_Exercise details_
Please return the whole listing exactly.

_Available data_
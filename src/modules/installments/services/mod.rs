pub mod installment_ledger;

pub use installment_ledger::{
    InstallmentLedger, InstallmentUpdate, LedgerPolicy, NoOpReason, OverdueTransition,
    PaymentInput,
};
use tracing_subscriber::{layer::SubscriberExt, util::SubscriberInitExt, EnvFilter};

use crate::config::AppConfig;

const DEFAULT_FILTER: &str = "commission_tracker=debug,actix_web=info";

/// Install the global subscriber. `RUST_LOG` wins over `LOG_LEVEL`.
pub fn init_tracing(app: &AppConfig) {
    let filter = EnvFilter::try_from_default_env()
        .or_else(|_| EnvFilter::try_new(filter_directive(&app.log_level)))
        .unwrap_or_else(|_| EnvFilter::new(DEFAULT_FILTER));

    let registry = tracing_subscriber::registry().with(filter);

    if app.log_format.eq_ignore_ascii_case("json") {
        registry
            .with(tracing_subscriber::fmt::layer().json().with_current_span(true))
            .init();
    } else {
        registry.with(tracing_subscriber::fmt::layer()).init();
    }
}

fn filter_directive(log_level: &str) -> String {
    match log_level.trim() {
        "" => DEFAULT_FILTER.to_string(),
        level if level.contains('=') => level.to_string(),
        level => format!("commission_tracker={},actix_web=info", level),
    }
}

_Solution below_
filename src/modules/installments/services/mod.rs
pub mod installment_ledger;

pub use installment_ledger::{
    InstallmentLedger, InstallmentUpdate, LedgerPolicy, NoOpReason, OverdueTransition,
    PaymentInput,
};
use tracing_subscriber::{layer::SubscriberExt, util::SubscriberInitExt, EnvFilter};

use crate::config::AppConfig;

const DEFAULT_FILTER: &str = "commission_tracker=debug,actix_web=info";

/// Install the global subscriber. `RUST_LOG` wins over `LOG_LEVEL`.
pub fn init_tracing(app: &AppConfig) {
    let filter = EnvFilter::try_from_default_env()
        .or_else(|_| EnvFilter::try_new(filter_directive(&app.log_level)))
        .unwrap_or_else(|_| EnvFilter::new(DEFAULT_FILTER));

    let registry = tracing_subscriber::registry().with(filter);

    if app.log_format.eq_ignore_ascii_case("json") {
        registry
            .with(tracing_subscriber::fmt::layer().json().with_current_span(true))
            .init();
    } else {
        registry.with(tracing_subscriber::fmt::layer()).init();
    }
}

fn filter_directive(log_level: &str) -> String {
    match log_level.trim() {
        "" => DEFAULT_FILTER.to_string(),
        level if level.contains('=') => level.to_string(),
        level => format!("commission_tracker={},actix_web=info", level),
    }
}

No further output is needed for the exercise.